==== Source information ====
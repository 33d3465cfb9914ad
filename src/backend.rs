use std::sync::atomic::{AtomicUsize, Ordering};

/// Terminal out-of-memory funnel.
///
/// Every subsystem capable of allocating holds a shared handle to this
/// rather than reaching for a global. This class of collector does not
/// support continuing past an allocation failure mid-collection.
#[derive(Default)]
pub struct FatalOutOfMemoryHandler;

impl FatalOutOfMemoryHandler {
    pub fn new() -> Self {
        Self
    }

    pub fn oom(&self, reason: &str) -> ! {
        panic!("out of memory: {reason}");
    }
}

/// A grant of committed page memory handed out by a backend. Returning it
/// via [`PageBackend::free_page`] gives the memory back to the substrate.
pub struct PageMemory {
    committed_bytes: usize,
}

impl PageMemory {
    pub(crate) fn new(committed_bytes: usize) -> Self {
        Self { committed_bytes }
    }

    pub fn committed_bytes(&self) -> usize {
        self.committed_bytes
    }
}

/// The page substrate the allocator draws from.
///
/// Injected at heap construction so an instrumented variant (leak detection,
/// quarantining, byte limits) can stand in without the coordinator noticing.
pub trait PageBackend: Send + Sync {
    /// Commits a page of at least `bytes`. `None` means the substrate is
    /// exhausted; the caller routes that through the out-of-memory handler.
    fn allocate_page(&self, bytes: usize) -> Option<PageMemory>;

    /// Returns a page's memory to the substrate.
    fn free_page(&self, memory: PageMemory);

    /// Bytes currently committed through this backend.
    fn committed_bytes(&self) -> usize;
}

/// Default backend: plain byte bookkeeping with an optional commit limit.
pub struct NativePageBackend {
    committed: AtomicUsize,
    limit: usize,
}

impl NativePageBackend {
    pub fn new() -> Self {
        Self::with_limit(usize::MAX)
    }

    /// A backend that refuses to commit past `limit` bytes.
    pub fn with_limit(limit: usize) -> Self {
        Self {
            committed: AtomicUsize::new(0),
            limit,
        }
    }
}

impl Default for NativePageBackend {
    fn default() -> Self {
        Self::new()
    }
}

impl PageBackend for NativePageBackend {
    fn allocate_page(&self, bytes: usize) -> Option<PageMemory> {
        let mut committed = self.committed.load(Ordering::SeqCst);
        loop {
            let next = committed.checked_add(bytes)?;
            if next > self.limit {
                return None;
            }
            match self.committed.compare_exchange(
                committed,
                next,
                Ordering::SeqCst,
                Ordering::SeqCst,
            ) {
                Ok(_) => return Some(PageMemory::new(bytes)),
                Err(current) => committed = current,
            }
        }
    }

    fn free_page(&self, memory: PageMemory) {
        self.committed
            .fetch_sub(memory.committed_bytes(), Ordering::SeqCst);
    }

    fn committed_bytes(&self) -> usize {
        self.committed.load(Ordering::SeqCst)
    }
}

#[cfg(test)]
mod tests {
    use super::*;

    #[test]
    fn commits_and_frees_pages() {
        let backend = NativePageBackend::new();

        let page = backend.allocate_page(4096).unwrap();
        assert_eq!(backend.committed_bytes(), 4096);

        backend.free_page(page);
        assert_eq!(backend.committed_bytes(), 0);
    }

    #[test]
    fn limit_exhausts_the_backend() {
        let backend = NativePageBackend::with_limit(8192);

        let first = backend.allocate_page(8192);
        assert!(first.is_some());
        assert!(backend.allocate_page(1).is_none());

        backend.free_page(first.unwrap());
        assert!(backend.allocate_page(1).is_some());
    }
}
====
= Activity =
The data above needs retyping. Reproduce each line exactly.

= Result of the exercise =
repository 33d3465cfb9914ad
filename src/backend.rs
use std::sync::atomic::{AtomicUsize, Ordering};

/// Terminal out-of-memory funnel.
///
/// Every subsystem capable of allocating holds a shared handle to this
/// rather than reaching for a global. This class of collector does not
/// support continuing past an allocation failure mid-collection.
#[derive(Default)]
pub struct FatalOutOfMemoryHandler;

impl FatalOutOfMemoryHandler {
    pub fn new() -> Self {
        Self
    }

    pub fn oom(&self, reason: &str) -> ! {
        panic!("out of memory: {reason}");
    }
}

/// A grant of committed page memory handed out by a backend. Returning it
/// via [`PageBackend::free_page`] gives the memory back to the substrate.
pub struct PageMemory {
    committed_bytes: usize,
}

impl PageMemory {
    pub(crate) fn new(committed_bytes: usize) -> Self {
        Self { committed_bytes }
    }

    pub fn committed_bytes(&self) -> usize {
        self.committed_bytes
    }
}

/// The page substrate the allocator draws from.
///
/// Injected at heap construction so an instrumented variant (leak detection,
/// quarantining, byte limits) can stand in without the coordinator noticing.
pub trait PageBackend: Send + Sync {
    /// Commits a page of at least `bytes`. `None` means the substrate is
    /// exhausted; the caller routes that through the out-of-memory handler.
    fn allocate_page(&self, bytes: usize) -> Option<PageMemory>;

    /// Returns a page's memory to the substrate.
    fn free_page(&self, memory: PageMemory);

    /// Bytes currently committed through this backend.
    fn committed_bytes(&self) -> usize;
}

/// Default backend: plain byte bookkeeping with an optional commit limit.
pub struct NativePageBackend {
    committed: AtomicUsize,
    limit: usize,
}

impl NativePageBackend {
    pub fn new() -> Self {
        Self::with_limit(usize::MAX)
    }

    /// A backend that refuses to commit past `limit` bytes.
    pub fn with_limit(limit: usize) -> Self {
        Self {
            committed: AtomicUsize::new(0),
            limit,
        }
    }
}

impl Default for NativePageBackend {
    fn default() -> Self {
        Self::new()
    }
}

impl PageBackend for NativePageBackend {
    fn allocate_page(&self, bytes: usize) -> Option<PageMemory> {
        let mut committed = self.committed.load(Ordering::SeqCst);
        loop {
            let next = committed.checked_add(bytes)?;
            if next > self.limit {
                return None;
            }
            match self.committed.compare_exchange(
                committed,
                next,
                Ordering::SeqCst,
                Ordering::SeqCst,
            ) {
                Ok(_) => return Some(PageMemory::new(bytes)),
                Err(current) => committed = current,
            }
        }
    }

    fn free_page(&self, memory: PageMemory) {
        self.committed
            .fetch_sub(memory.committed_bytes(), Ordering::SeqCst);
    }

    fn committed_bytes(&self) -> usize {
        self.committed.load(Ordering::SeqCst)
    }
}

#[cfg(test)]
mod tests {
    use super::*;

    #[test]
    fn commits_and_frees_pages() {
        let backend = NativePageBackend::new();

        let page = backend.allocate_page(4096).unwrap();
        assert_eq!(backend.committed_bytes(), 4096);

        backend.free_page(page);
        assert_eq!(backend.committed_bytes(), 0);
    }

    #[test]
    fn limit_exhausts_the_backend() {
        let backend = NativePageBackend::with_limit(8192);

        let first = backend.allocate_page(8192);
        assert!(first.is_some());
        assert!(backend.allocate_page(1).is_none());

        backend.free_page(first.unwrap());
        assert!(backend.allocate_page(1).is_some());
    }
}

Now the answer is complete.